Così iniziarono a finanziare proprio i loro ex nemici, pagando ai capi dei sindacati e dei partiti i costi della loro attività. Lo fecero rispettando la legge, che glielo consentiva. Attraverso importanti giornali, le grandi famiglie si dissero favorevoli alle lotte operaie e alle giuste rivendicazioni che talvolta venivano rivolte persino contro loro stesse. A un certo punto, quelle rivendicazioni si diradarono, sin quasi a sparire del tutto, perché ormai erano tutti amici, facevano bisboccia insieme, andavano la domenica a vedere ventidue ragazzi che correvano intorno a un pallone su un prato verde ed esultavano abbracciandosi ad ogni rete segnata, disperandosi insieme quando invece la rete veniva subita. Come si poteva più litigare a quel punto? Soltanto perché magari una famiglia decideva che non fosse più conveniente tenere una fabbrica nella città? Non sarebbe stato educato. Del resto le fabbriche e quindi il lavoro venivano distribuiti altrove, altra gente avrebbe avuto uno stipendio, sarebbe stato ingiusto manifestare troppo egoismo. Tutti, sia i ricchi e potenti, sia i capi dei sindacati e dei partiti dei lavoratori, sapevano che c’era un sentimento generale della città, quello che i dottori e gli studiosi chiamavano “opinione pubblica”. Con grande perizia e soltanto con un minimo ausilio di stregoni e fate venute dall’Est, crearono un diffuso sentimento di simpatia, sia nei confronti dei potentissimi-ricchissimi, sia a vantaggio del partito dei lavoratori.
Chi stava in mezzo alla tenaglia, invece, veniva denigrato, sbeffeggiato e trattato come un reietto dalla società. I commercianti, i professionisti, gli artigiani e tanti altri erano presentati alla cosiddetta opinione pubblica come persone che rifuggivano il pagamento delle gabelle (li chiamavano evasori) visto che s’arrabattavano per non chiudere bottega, mentre le potenti famiglie avevano enormi conti bancari in ducati del centroeuropa o in isole caraibiche conosciuti come “paradisi fiscali”. La città, del resto, viveva credendosi felice.

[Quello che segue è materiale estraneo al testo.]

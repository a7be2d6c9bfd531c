use std::{fmt, io, num::ParseIntError};

use thiserror::Error;

use crate::input::LineSequence;

#[derive(Error, Debug)]
pub enum EvalError {
    #[error("{questions} questions are asked but {answers} answers were computed")]
    UnansweredQuestions { questions: usize, answers: usize },

    #[error("{answers} answers were computed but {expected} expected answers were given")]
    ArityMismatch { answers: usize, expected: usize },

    #[error("Expected answer for part {part} is not a number: {raw:?}")]
    NotANumber {
        part: usize,
        raw: String,
        #[source]
        source: ParseIntError,
    },

    #[error("Unable to write answers")]
    Write(#[from] io::Error),
}

/// One part's result. Numbers and text never compare equal to each other.
#[derive(Debug, Clone, PartialEq, Eq)]
pub enum Answer {
    Number(i64),
    Text(String),
}

impl Answer {
    /// Parses `raw` as the same kind of answer as `self`.
    pub fn parse_like(&self, raw: &str) -> Result<Self, ParseIntError> {
        match self {
            Self::Number(_) => raw.trim().parse().map(Self::Number),
            Self::Text(_) => Ok(Self::Text(raw.to_string())),
        }
    }
}

impl fmt::Display for Answer {
    fn fmt(&self, f: &mut fmt::Formatter<'_>) -> fmt::Result {
        match self {
            Self::Number(n) => write!(f, "{n}"),
            Self::Text(s) => write!(f, "{s}"),
        }
    }
}

impl From<i64> for Answer {
    fn from(n: i64) -> Self {
        Self::Number(n)
    }
}

impl From<String> for Answer {
    fn from(s: String) -> Self {
        Self::Text(s)
    }
}

impl From<&str> for Answer {
    fn from(s: &str) -> Self {
        Self::Text(s.to_string())
    }
}

#[derive(Debug, Clone, Default, PartialEq, Eq)]
pub struct AnswerSet(Vec<Answer>);

impl AnswerSet {
    pub(crate) fn len(&self) -> usize {
        self.0.len()
    }

    pub fn iter(&self) -> std::slice::Iter<'_, Answer> {
        self.0.iter()
    }
}

impl<const N: usize> From<[Answer; N]> for AnswerSet {
    fn from(answers: [Answer; N]) -> Self {
        Self(answers.into())
    }
}

impl FromIterator<Answer> for AnswerSet {
    fn from_iter<I: IntoIterator<Item = Answer>>(iter: I) -> Self {
        Self(iter.into_iter().collect())
    }
}

fn part_name(part: usize) -> String {
    match part {
        1 => "One".to_string(),
        2 => "Two".to_string(),
        3 => "Three".to_string(),
        n => n.to_string(),
    }
}

/// Writes `Part One: <question> = <answer>` for every part.
pub fn print_answers(
    out: &mut impl io::Write,
    questions: &[&str],
    answers: &AnswerSet,
) -> Result<(), EvalError> {
    if questions.len() != answers.len() {
        return Err(EvalError::UnansweredQuestions {
            questions: questions.len(),
            answers: answers.len(),
        });
    }

    for (i, (question, answer)) in questions.iter().zip(answers.iter()).enumerate() {
        writeln!(out, "Part {}: {question} = {answer}", part_name(i + 1))?;
    }

    Ok(())
}

#[derive(Debug, Clone, PartialEq, Eq)]
pub enum Outcome {
    Passed,
    Failed { expected: Answer },
}

impl fmt::Display for Outcome {
    fn fmt(&self, f: &mut fmt::Formatter<'_>) -> fmt::Result {
        match self {
            Self::Passed => write!(f, "PASSED"),
            Self::Failed { expected } => write!(f, "failed! Expected Value: {expected}"),
        }
    }
}

#[derive(Debug, Clone, PartialEq, Eq)]
pub struct TestReport {
    outcomes: Vec<Outcome>,
}

impl TestReport {
    pub fn outcomes(&self) -> &[Outcome] {
        &self.outcomes
    }

    pub fn passed(&self) -> usize {
        self.outcomes
            .iter()
            .filter(|o| **o == Outcome::Passed)
            .count()
    }

    pub fn all_passed(&self) -> bool {
        self.passed() == self.outcomes.len()
    }
}

impl fmt::Display for TestReport {
    fn fmt(&self, f: &mut fmt::Formatter<'_>) -> fmt::Result {
        write!(f, "\n\nTESTS\n=====\n")?;
        for (i, outcome) in self.outcomes.iter().enumerate() {
            writeln!(f, "\tPart {}: {outcome}", i + 1)?;
        }
        Ok(())
    }
}

/// Checks each answer against the expected line at the same position.
pub fn compare(answers: &AnswerSet, expected: &LineSequence) -> Result<TestReport, EvalError> {
    if answers.len() != expected.len() {
        return Err(EvalError::ArityMismatch {
            answers: answers.len(),
            expected: expected.len(),
        });
    }

    let outcomes = answers
        .iter()
        .zip(expected.iter())
        .enumerate()
        .map(|(i, (answer, raw))| {
            let expected = answer
                .parse_like(raw)
                .map_err(|source| EvalError::NotANumber {
                    part: i + 1,
                    raw: raw.clone(),
                    source,
                })?;

            Ok(if *answer == expected {
                Outcome::Passed
            } else {
                Outcome::Failed { expected }
            })
        })
        .collect::<Result<Vec<_>, EvalError>>()?;

    Ok(TestReport { outcomes })
}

I giornali spiegavano che era diventata la più bella conurbazione del globo terracqueo e che persino i Re di Parigi e di Bruxelles, nel visitarla, rimanevano nientemeno che “stregati”. I problemi si minimizzavano, le virtù s’esaltavano. A un certo punto si tornò a parlare dell’elezione del nuovo Re e le potenti famiglie, quasi un po’ annoiate, continuarono nel loro operato: lo aiutarono, portandolo alla votazione finale con grande vantaggio. Il rischio non erano certo i candidati degli altri partiti, perlopiù considerati inetti e inoffensivi, ma la confusione che avrebbe potuto creare il partito operaio, se non fosse stato al potere e non avesse gestito insieme alle famiglie la città. E così, altri cinque anni di pace e di business vennero assicurati.